My colleague John Jenkins wrote about Board ESG risk on earlier this week:

“… some commenters have observed that the risk of potential liability for directors’ breach of their oversight responsibility is much higher than it used to be. In that regard, this Proskauer blog says that one of the lessons of recent Delaware cases is that the growing demand for board oversight on ESG issues may increase the chances of viable Caremark claims:

Recent cases finding complaints to have sufficiently pled Caremark allegations may dovetail with the ever-increasing role of ESG in corporate policy and strategy. Corporate boards may be required to oversee corporate conduct with an eye towards how the company’s financial health intersects with and relies upon its commitment to sustainability, transparency and regulatory compliance. But with these added oversight obligations may come a higher risk of liability if the Caremark standards are not met.”

In a similar vein, I ran across an insightful article from The Small Cap Institute, an organization that partners with NASDAQ “to enhance the education of small-cap executives.” The article discusses unique aspects of Director & Officer liability in a small-cap setting, saying “Seated and prospective board members commonly focus on one key risk of being a public company board member that isn’t statistically significant, and ignore two of the biggest risks they actually face.”

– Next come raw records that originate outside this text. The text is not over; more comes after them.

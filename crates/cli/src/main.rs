//! s3fs-mount - Mount an S3 bucket as a read-only filesystem.
//!
//! Usage:
//!   s3fs-mount <BUCKET> <MOUNT_POINT> [OPTIONS]
//!
//! Settings are resolved from built-in defaults, then `--config <file.json>`,
//! then individual flags.

mod config;

use std::path::PathBuf;
use std::sync::Arc;

use anyhow::{Context, Result};
use clap::Parser;
use rusty_s3fs_storage_crt::CrtStorageClient;
use rusty_s3fs_vfs::{mount, MountSettings, ReadEngine, S3Vfs};
use tracing::info;
use tracing_subscriber::EnvFilter;

use config::{MountConfig, Overrides};

#[derive(Parser)]
#[command(name = "s3fs-mount")]
#[command(about = "Mount an S3 bucket as a read-only filesystem")]
#[command(version)]
struct Cli {
    /// Bucket to mount
    bucket: String,

    /// Directory to mount at
    mount_point: PathBuf,

    /// JSON file with `storage` and `vfs` sections
    #[arg(short, long, env = "S3FS_CONFIG")]
    config: Option<PathBuf>,

    /// Allow other users to access the mount
    #[arg(long)]
    allow_other: bool,

    /// Enable debug-level logging
    #[arg(short, long)]
    verbose: bool,

    #[command(flatten)]
    overrides: Overrides,
}

/// Initialize tracing. `RUST_LOG` wins unless `verbose` is set.
fn init_tracing(verbose: bool) {
    let filter = if verbose {
        EnvFilter::new("debug")
    } else {
        EnvFilter::try_from_default_env().unwrap_or_else(|_| EnvFilter::new("info"))
    };

    tracing_subscriber::fmt().with_env_filter(filter).with_target(false).compact().init();
}

fn main() -> Result<()> {
    let cli = Cli::parse();
    init_tracing(cli.verbose);

    let config: MountConfig = MountConfig::resolve(cli.config.as_deref(), &cli.overrides)?;

    // Engine calls block, so the runtime must not own the thread that mounts.
    let runtime = tokio::runtime::Builder::new_multi_thread()
        .enable_all()
        .thread_name("s3fs-io")
        .build()
        .context("building tokio runtime")?;

    let client: CrtStorageClient = runtime
        .block_on(CrtStorageClient::new(config.storage.clone()))
        .context("creating S3 client")?;

    let engine = ReadEngine::new(
        Arc::new(client),
        runtime.handle().clone(),
        cli.bucket.clone(),
        config.vfs,
    )
    .context("starting read engine")?;

    let settings = MountSettings {
        fs_name: format!("s3fs:{}", cli.bucket),
        allow_other: cli.allow_other,
    };
    info!(
        bucket = %cli.bucket,
        mount_point = %cli.mount_point.display(),
        region = %config.storage.region,
        "Starting mount"
    );
    mount(S3Vfs::new(Arc::new(engine)), &cli.mount_point, &settings)
        .context("mounting filesystem")?;

    info!("Unmounted");
    Ok(())
}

The overhyped risk according to the author is criminal/civil liability:

“Far less than 1/10th of 1 percent of public company board members who’ve served on corporate boards in United States history have ever been held civilly or criminally liable for their boardroom acts or omissions.”

That is an interesting data point. I’d like to learn more about the magnitude/severity of actions when they did happen, as that is a meaningful factor in addition to frequency of these events.

The article continues with risks ignored by directors and officers at small caps:

  • Reputation risk

“Small-cap companies … are often operated and governed by individuals with far less public company experience who lack the resources to garner quality outside assistance. And many small-cap businesses simply could not financially withstand a crisis.  When you add the fact that many of these companies have a shadow of the reporting, compliance, and governance infrastructures as larger public companies, small-cap board members have orders of magnitude more reputation risk than board members of larger companies.”

  • Inadequate D&O liability coverage:

“There are multitudes of small-cap directors serving on boards with D&O policies that might not be worth more than the paper they are printed on.” The article points to a lack of D&O expertise that is common when small caps select brokers and review coverage options/terms.

  • Inadequate D&O indemnifications:

“There are literally thousands of U.S. public companies that potentially lack the financial resources to actually hold indemnitees (officers and directors) harmless.”

The article states that costs for “third-party internal investigations (e.g., legal and forensic); state/federal government inquiries (e.g., subpoenas, depositions, document production, etc.); and, a blizzard of plaintiff’s lawsuits” related to claims agains board members/officers can “easily” exceed $10 million.

What This Means

John’s point is that with ESG being the shiny new object, the risk picture for Boards today is different from what it has been in the past. ESG matters directly impact supply chain disruption, consumer activism, investor actions/activism, media coverage, investment quality ratings/rankings and regulatory actions. That is a lot of risk and small cap companies typically lack the suite of resources – including Board expertise and oversight – for E&S governance that large caps have.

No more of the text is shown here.